Bronze Awards are typically completed by students aged 11+. They complete a ten-hour project which is a perfect introduction to STEM project work. Over the course of the project, teams of students design their own investigation, record their findings, and reflect on their learnings. This process gives students a taste of what it is like to be a scientist or engineer in the real-world.
Silver Awards are typically completed by students aged 14+ over thirty hours. Project work at Silver level is designed to stretch your students and enrich their STEM studies. Students direct the project, determining the project’s aim and how they will achieve it. They carry out the project, record and analyse their results and reflect on the project and their learnings. All Silver projects are assessed by CREST assessors via our online platform.
Gold Awards are typically completed by students aged 16+ over seventy hours. Students’ projects are self-directed, longer term and immerse them in real research. At this level, we recommend students work with a mentor from their chosen STEM field of study. All Gold projects are assessed by CREST assessors via our online platform. There are more CREST approved resources that have been developed by our partners and providers specific to your region.

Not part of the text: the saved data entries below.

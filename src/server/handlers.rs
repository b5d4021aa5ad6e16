//! Request handlers.

use std::path::{Component, Path};
use std::sync::Arc;

use axum::extract::{self, Request, State};
use axum::http::{StatusCode, header};
use axum::response::{Html, IntoResponse, Response};
use percent_encoding::percent_decode_str;
use tower::ServiceExt;
use tower_http::services::ServeFile;

use crate::routing::PathFilter;
use crate::service::{Resolution, ServiceError};

use super::AppState;

pub async fn health() -> StatusCode {
    StatusCode::OK
}

pub async fn home(State(state): State<Arc<AppState>>) -> Response {
    match state.routes.navigation().await {
        Ok(navigation) => Html(state.pages.home(&navigation)).into_response(),
        Err(e) => unavailable(e),
    }
}

pub async fn asset(
    State(state): State<Arc<AppState>>,
    extract::Path(name): extract::Path<String>,
) -> Response {
    match state.assets.get(&name) {
        Some(asset) => ([(header::CONTENT_TYPE, asset.content_type)], asset.body).into_response(),
        None => (StatusCode::NOT_FOUND, format!("asset {name} not found")).into_response(),
    }
}

/// Everything not matched by a fixed route: documents, then static files,
/// then the not-found page.
pub async fn page(State(state): State<Arc<AppState>>, request: Request) -> Response {
    let decoded = percent_decode_str(request.uri().path())
        .decode_utf8_lossy()
        .into_owned();
    let route = request_route(&decoded, &state.filter);

    match state.routes.resolve(route).await {
        Ok(Some(resolution)) => render_document(&state, resolution).await,
        Ok(None) if is_static_request(&decoded, &state.filter) => {
            serve_static(&state, &decoded, request).await
        }
        Ok(None) => not_found(&state, &decoded).await,
        Err(e) => unavailable(e),
    }
}

/// Route a request path maps to: trailing slashes and a document
/// extension are dropped, so `/guide/setup.adoc` serves `/guide/setup`.
pub fn request_route(path: &str, filter: &PathFilter) -> String {
    let trimmed = path.trim_end_matches('/');
    if trimmed.is_empty() {
        return "/".to_string();
    }

    if filter.is_document(Path::new(trimmed))
        && let Some((stem, _)) = trimmed.rsplit_once('.')
    {
        return stem.to_string();
    }
    trimmed.to_string()
}

/// True for paths naming a non-document file, e.g. an image.
fn is_static_request(path: &str, filter: &PathFilter) -> bool {
    let path = Path::new(path);
    path.extension().is_some() && !filter.is_document(path)
}

async fn render_document(state: &AppState, resolution: Resolution) -> Response {
    let converter = Arc::clone(&state.converter);
    let abs_path = resolution.abs_path.clone();
    let rendered = tokio::task::spawn_blocking(move || converter.render(&abs_path)).await;

    match rendered {
        Ok(Ok(html)) => {
            crate::debug_event!("server", "rendered", "{}", resolution.file);
            Html(state.pages.document(
                resolution.title.as_deref(),
                &resolution.file,
                &html,
                &resolution.navigation,
            ))
            .into_response()
        }
        Ok(Err(e)) => {
            tracing::error!("[server] {e}");
            (
                StatusCode::INTERNAL_SERVER_ERROR,
                format!("Failed to render {}: {e}", resolution.file),
            )
                .into_response()
        }
        Err(e) => {
            tracing::error!("[server] render task failed for {}: {e}", resolution.file);
            StatusCode::INTERNAL_SERVER_ERROR.into_response()
        }
    }
}

/// Serve a file from the content root. Only plain, visible relative paths
/// are accepted.
async fn serve_static(state: &AppState, decoded: &str, request: Request) -> Response {
    let relative = Path::new(decoded.trim_start_matches('/'));
    let plain = relative
        .components()
        .all(|component| matches!(component, Component::Normal(_)));

    if !plain || state.filter.is_ignored(relative) {
        crate::debug_event!("server", "refused", "{decoded}");
        return (StatusCode::NOT_FOUND, format!("file {decoded} not found")).into_response();
    }

    let absolute = state.content_root.join(relative);
    match ServeFile::new(absolute).oneshot(request).await {
        Ok(response) => response.into_response(),
        Err(never) => match never {},
    }
}

async fn not_found(state: &AppState, path: &str) -> Response {
    match state.routes.navigation().await {
        Ok(navigation) => (
            StatusCode::NOT_FOUND,
            Html(state.pages.not_found(path, &navigation)),
        )
            .into_response(),
        Err(e) => unavailable(e),
    }
}

fn unavailable(e: ServiceError) -> Response {
    tracing::error!("[server] {e}");
    (StatusCode::SERVICE_UNAVAILABLE, e.to_string()).into_response()
}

Find out how to build practical CREST projects into secondary science lessons using our free teacher guidance pack. Supporting this guidance are easy-to-use, free-to-download mapping workbooks, which match individual Bronze, Silver and Gold CREST Award projects with each area of the secondary science curricula for England, Wales, Scotland and Northern Ireland. You can download and save your own copy of the relevant mapping workbook via the following links:
To browse the briefs, click the buttons below or scroll down.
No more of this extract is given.